• [Exercise brief] Every line below that holds "println" must be copied.

##### Data shown

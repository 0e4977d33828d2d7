use std::path::PathBuf;
use std::time::Duration;

use anyhow::{ensure, Context, Result};
use clap::{Args, Parser, Subcommand};
use pathwatch_detector_core::DeadlineKind;
use pathwatch_monitor::{
    setup_logging, ConnectionMonitor, MonitorConfig, MonitorEvent, PathwatchConfig,
};
use tokio::time::Instant;
use tracing::{info, warn};

#[derive(Parser)]
#[command(name = "pathwatch", version, about = "Simulate and inspect network path failure detection")]
struct Cli {
    /// Configuration file (TOML)
    #[arg(short, long, global = true, env = "PATHWATCH_CONFIG")]
    config: Option<PathBuf>,

    /// Override the configured log level
    #[arg(long, global = true, env = "PATHWATCH_LOG_LEVEL")]
    log_level: Option<String>,

    #[command(subcommand)]
    command: Command,
}

#[derive(Subcommand)]
enum Command {
    /// Feed forward progress to a monitor for a while, then go silent and
    /// report detections until the path is declared blackholed
    Simulate(SimulateArgs),

    /// Print the effective configuration as TOML
    ShowConfig,
}

#[derive(Args)]
struct SimulateArgs {
    /// Probe timeout used to derive the detection deadlines
    #[arg(long, default_value_t = 100)]
    pto_ms: u64,

    /// How long forward progress is reported before the path goes silent
    #[arg(long, default_value_t = 1_000)]
    progress_for_ms: u64,

    /// Interval between forward progress reports
    #[arg(long, default_value_t = 50)]
    progress_interval_ms: u64,

    /// Give up waiting for detections after this long
    #[arg(long, default_value_t = 60_000)]
    timeout_ms: u64,

    /// Print events as JSON lines
    #[arg(long)]
    json: bool,
}

#[tokio::main]
async fn main() -> Result<()> {
    let cli = Cli::parse();

    let mut config = match &cli.config {
        Some(path) => PathwatchConfig::load(path)
            .with_context(|| format!("loading configuration from {}", path.display()))?,
        None => PathwatchConfig::default(),
    };
    if let Some(level) = cli.log_level {
        config.logging.level = level;
        config.validate()?;
    }

    match cli.command {
        Command::ShowConfig => {
            print!("{}", config.to_toml_string()?);
        }
        Command::Simulate(args) => {
            setup_logging(&config.logging)?;
            info!(version = env!("CARGO_PKG_VERSION"), "Starting pathwatch");
            simulate(config.monitor, args).await?;
        }
    }

    Ok(())
}

async fn simulate(config: MonitorConfig, args: SimulateArgs) -> Result<()> {
    ensure!(args.pto_ms > 0, "--pto-ms must be positive");
    ensure!(
        args.progress_interval_ms > 0,
        "--progress-interval-ms must be positive"
    );

    let close_on_blackhole = config.close_on_blackhole;
    let (monitor, mut events) = ConnectionMonitor::spawn(config)?;
    let clock = monitor.clock();
    let pto = Duration::from_millis(args.pto_ms);

    let progress_until = Instant::now()
        .checked_add(Duration::from_millis(args.progress_for_ms))
        .context("--progress-for-ms is too large")?;
    let mut ticker = tokio::time::interval(Duration::from_millis(args.progress_interval_ms));
    let mut reports = 0u64;
    loop {
        ticker.tick().await;
        if Instant::now() >= progress_until {
            break;
        }
        monitor.on_forward_progress(pto).await?;
        reports += 1;
    }
    info!(connection = %monitor.label(), reports, at = %clock.timestamp_of(Instant::now()), "Forward progress stopped");

    let timeout = tokio::time::sleep(Duration::from_millis(args.timeout_ms));
    tokio::pin!(timeout);

    loop {
        tokio::select! {
            event = events.recv() => {
                let Some(event) = event else {
                    break;
                };
                print_event(&event, args.json);
                match event {
                    MonitorEvent::Closed { .. } => break,
                    MonitorEvent::Detected { kind: DeadlineKind::Blackhole, .. } if !close_on_blackhole => break,
                    MonitorEvent::Detected { .. } => {}
                }
            }
            _ = &mut timeout => {
                warn!(connection = %monitor.label(), "Timed out waiting for blackhole detection");
                break;
            }
        }
    }

    let status = monitor.status().await?;
    info!(connection = %monitor.label(), state = %status.state, "Simulation finished");
    monitor.shutdown().await?;
    Ok(())
}

fn print_event(event: &MonitorEvent, json: bool) {
    let (name, at) = match event {
        MonitorEvent::Detected { kind, at, .. } => (kind.to_string(), *at),
        MonitorEvent::Closed { at, .. } => ("closed".to_string(), *at),
    };

    if json {
        let line = serde_json::json!({
            "connection": event.connection(),
            "event": name,
            "at_ms": u64::try_from(at.as_duration().as_millis()).unwrap_or(u64::MAX),
        });
        println!("{}", line);
    } else {
        println!("{:>14}  {:<20} {}", at.to_string(), name, event.connection());
    }
}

##########

• [Problem solution]
        println!("{}", line);
        println!("{:>14}  {:<20} {}", at.to_string(), name, event.connection());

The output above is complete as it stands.